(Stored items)

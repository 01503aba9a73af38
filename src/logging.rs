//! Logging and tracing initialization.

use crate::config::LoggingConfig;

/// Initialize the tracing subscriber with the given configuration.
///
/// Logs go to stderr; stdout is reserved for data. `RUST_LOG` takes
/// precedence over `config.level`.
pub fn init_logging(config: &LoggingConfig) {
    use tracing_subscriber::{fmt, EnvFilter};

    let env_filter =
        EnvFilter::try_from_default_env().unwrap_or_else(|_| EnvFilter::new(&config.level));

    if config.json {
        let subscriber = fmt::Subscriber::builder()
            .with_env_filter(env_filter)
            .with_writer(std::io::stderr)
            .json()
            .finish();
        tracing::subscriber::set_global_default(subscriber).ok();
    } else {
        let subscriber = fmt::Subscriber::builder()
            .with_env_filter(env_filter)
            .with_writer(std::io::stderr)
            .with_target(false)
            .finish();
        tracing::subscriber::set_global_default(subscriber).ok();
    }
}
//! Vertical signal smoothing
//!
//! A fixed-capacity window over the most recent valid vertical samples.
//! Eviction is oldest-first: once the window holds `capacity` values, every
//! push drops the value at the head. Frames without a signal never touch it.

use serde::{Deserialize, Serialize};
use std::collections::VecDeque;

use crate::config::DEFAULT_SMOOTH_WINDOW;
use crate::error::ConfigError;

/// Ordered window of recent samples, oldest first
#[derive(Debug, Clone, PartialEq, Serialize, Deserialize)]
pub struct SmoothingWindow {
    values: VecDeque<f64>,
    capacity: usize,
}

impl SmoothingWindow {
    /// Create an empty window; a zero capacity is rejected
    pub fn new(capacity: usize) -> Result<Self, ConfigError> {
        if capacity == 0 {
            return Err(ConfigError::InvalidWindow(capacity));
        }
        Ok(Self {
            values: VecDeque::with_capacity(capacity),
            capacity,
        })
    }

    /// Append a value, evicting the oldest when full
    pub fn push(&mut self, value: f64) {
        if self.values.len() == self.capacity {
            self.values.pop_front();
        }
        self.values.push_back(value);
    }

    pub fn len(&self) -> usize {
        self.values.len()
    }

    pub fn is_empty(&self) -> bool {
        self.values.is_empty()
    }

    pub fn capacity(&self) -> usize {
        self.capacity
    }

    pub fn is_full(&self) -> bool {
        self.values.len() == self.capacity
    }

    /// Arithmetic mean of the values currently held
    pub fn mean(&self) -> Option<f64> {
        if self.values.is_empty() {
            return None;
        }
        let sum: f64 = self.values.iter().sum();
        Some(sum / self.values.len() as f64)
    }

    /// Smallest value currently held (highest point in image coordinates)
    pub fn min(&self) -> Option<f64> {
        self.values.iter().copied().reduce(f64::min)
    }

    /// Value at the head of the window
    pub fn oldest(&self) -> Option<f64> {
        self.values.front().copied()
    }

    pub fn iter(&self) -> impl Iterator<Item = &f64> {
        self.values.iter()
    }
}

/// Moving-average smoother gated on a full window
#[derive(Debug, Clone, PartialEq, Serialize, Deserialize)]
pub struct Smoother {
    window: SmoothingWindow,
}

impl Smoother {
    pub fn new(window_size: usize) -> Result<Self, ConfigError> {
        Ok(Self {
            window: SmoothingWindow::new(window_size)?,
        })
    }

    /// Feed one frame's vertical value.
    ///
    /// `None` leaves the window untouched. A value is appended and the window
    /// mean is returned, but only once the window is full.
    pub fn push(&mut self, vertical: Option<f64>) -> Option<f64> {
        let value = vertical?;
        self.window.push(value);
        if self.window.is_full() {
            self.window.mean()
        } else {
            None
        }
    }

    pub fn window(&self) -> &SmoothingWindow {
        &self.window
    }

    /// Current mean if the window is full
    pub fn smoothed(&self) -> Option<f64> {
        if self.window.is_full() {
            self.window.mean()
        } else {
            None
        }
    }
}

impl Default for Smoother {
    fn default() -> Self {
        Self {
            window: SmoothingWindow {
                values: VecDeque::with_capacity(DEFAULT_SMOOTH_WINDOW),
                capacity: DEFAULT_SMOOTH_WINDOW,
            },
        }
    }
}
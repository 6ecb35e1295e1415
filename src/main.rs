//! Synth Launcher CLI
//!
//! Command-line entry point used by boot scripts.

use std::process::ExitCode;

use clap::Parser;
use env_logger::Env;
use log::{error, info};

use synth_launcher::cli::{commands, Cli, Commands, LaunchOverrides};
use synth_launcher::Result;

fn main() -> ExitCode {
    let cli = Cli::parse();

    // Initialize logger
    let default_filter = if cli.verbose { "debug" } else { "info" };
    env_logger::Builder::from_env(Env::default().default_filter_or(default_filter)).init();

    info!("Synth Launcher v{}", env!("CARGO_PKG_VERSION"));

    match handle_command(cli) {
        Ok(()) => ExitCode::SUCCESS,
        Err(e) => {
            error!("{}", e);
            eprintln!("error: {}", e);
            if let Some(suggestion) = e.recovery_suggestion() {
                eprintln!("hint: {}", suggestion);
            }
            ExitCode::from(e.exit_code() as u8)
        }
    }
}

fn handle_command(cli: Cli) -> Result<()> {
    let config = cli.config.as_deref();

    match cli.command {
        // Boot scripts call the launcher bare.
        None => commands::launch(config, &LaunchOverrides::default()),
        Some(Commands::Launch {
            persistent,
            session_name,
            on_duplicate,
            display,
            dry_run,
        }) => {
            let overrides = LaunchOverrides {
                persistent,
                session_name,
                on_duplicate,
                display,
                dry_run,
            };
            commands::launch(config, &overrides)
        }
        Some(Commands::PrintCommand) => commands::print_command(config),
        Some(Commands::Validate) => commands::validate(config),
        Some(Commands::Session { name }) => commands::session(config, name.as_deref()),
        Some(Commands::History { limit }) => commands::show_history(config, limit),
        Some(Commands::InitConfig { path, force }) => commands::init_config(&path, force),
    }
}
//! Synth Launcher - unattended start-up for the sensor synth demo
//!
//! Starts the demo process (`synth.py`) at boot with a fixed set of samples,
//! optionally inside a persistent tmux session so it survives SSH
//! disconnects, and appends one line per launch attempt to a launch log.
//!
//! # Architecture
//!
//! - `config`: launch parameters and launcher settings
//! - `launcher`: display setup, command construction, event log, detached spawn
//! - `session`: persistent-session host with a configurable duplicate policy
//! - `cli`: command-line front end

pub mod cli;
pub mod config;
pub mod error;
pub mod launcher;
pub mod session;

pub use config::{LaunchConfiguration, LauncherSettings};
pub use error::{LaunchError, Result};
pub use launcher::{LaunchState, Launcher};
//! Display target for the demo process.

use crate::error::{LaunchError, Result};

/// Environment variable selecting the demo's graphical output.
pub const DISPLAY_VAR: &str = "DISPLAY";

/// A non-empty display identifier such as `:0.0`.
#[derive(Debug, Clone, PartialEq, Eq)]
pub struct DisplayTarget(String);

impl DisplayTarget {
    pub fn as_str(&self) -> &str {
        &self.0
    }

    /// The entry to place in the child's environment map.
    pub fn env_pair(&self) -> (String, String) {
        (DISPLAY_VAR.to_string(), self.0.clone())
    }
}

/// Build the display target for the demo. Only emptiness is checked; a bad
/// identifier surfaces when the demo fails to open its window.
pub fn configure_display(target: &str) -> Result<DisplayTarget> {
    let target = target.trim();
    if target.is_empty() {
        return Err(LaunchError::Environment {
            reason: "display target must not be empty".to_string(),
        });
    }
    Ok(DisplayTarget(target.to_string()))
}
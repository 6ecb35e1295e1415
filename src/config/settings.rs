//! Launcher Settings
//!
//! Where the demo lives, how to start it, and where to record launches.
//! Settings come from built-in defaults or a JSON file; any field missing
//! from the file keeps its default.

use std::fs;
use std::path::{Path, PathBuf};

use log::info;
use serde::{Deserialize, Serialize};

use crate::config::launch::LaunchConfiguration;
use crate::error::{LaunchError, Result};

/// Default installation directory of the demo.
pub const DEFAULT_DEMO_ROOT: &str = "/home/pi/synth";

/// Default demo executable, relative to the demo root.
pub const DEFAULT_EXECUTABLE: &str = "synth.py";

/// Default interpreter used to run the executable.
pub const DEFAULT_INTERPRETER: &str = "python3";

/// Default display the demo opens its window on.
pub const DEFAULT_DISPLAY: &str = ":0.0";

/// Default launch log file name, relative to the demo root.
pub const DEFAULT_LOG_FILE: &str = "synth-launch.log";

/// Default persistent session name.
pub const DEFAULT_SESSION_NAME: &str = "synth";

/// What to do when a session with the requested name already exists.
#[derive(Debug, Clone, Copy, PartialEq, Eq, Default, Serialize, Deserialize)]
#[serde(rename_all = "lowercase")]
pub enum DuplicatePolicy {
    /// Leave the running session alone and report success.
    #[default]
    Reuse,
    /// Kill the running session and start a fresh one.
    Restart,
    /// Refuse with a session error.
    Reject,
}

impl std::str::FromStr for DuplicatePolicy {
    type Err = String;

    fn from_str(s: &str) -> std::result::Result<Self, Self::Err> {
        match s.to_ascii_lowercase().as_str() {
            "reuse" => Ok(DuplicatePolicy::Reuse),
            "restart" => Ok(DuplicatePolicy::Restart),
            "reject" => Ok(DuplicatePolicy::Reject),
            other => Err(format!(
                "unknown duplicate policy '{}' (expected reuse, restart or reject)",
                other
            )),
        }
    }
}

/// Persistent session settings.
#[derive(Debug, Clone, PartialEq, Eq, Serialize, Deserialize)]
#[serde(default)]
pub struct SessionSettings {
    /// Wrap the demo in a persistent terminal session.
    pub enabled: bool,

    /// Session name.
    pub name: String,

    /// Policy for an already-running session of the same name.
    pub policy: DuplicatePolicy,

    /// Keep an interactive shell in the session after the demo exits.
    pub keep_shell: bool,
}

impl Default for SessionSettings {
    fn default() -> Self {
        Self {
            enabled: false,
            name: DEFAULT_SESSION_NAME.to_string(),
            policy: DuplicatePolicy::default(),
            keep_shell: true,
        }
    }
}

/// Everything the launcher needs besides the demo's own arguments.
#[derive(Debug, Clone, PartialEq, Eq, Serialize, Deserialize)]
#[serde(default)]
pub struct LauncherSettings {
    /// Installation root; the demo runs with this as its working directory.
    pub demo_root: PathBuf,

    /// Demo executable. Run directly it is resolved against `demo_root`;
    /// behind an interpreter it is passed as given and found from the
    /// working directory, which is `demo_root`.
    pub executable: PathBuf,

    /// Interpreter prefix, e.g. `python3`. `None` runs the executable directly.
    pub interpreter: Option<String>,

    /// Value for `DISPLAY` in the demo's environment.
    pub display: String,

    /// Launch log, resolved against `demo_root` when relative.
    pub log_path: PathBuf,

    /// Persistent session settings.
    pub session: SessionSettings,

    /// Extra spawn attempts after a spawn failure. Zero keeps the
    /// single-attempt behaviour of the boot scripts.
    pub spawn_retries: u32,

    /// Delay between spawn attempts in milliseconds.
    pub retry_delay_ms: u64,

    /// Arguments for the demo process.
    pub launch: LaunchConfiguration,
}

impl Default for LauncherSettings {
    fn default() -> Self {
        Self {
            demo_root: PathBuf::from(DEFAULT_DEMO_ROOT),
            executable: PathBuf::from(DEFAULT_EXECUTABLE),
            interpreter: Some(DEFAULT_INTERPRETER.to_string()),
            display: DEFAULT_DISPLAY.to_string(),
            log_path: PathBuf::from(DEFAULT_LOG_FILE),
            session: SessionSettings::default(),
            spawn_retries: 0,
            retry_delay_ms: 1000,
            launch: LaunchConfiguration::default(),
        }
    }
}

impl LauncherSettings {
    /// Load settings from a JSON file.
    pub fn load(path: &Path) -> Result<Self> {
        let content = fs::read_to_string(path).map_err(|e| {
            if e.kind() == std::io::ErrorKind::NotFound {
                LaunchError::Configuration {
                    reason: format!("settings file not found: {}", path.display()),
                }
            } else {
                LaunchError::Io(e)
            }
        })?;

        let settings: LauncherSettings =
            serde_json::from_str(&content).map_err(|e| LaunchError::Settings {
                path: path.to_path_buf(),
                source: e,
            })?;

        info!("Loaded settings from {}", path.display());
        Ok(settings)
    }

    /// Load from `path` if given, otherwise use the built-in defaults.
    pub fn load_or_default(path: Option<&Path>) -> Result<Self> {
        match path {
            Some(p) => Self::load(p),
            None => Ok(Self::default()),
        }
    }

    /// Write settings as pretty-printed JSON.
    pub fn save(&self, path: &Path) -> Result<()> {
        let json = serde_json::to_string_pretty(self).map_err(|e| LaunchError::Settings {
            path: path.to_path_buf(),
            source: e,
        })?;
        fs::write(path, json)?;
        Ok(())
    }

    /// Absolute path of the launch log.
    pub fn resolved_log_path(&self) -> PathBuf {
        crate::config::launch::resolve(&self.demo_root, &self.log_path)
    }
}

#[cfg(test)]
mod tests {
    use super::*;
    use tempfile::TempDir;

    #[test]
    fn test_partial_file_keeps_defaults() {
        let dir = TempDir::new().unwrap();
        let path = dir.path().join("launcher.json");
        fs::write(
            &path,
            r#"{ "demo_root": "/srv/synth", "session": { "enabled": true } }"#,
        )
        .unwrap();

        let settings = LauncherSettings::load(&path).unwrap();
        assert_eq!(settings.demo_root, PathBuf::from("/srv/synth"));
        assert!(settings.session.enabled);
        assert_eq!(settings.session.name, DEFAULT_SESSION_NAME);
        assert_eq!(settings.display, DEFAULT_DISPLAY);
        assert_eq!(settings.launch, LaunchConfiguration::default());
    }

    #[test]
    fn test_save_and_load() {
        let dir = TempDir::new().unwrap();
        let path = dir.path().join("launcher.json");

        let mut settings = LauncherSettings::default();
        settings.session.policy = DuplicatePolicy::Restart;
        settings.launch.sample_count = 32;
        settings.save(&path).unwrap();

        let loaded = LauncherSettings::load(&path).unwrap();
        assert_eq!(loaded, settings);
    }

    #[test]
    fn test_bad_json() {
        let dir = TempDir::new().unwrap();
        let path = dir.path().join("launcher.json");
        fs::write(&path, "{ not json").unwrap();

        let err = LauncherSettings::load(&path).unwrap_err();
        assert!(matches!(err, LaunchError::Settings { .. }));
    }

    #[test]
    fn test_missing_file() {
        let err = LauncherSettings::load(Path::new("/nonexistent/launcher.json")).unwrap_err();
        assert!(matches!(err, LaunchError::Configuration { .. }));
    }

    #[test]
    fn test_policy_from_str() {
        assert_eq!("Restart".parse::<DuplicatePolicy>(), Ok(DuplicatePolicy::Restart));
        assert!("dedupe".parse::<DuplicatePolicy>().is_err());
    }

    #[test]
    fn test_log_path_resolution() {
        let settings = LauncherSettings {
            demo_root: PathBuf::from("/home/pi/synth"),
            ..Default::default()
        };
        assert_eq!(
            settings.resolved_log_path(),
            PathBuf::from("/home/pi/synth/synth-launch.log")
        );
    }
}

**WORK REQUEST**
From the first line of the records above down to the line containing "pub fn init_logging(config: &LoggingConfig)", repeat each line exactly as written. Include both of those lines and add nothing.

**YOUR SOLUTION**
repository 01503aba9a73af38
filename src/logging.rs
//! Logging and tracing initialization.

use crate::config::LoggingConfig;

/// Initialize the tracing subscriber with the given configuration.
///
/// Logs go to stderr; stdout is reserved for data. `RUST_LOG` takes
/// precedence over `config.level`.
pub fn init_logging(config: &LoggingConfig) {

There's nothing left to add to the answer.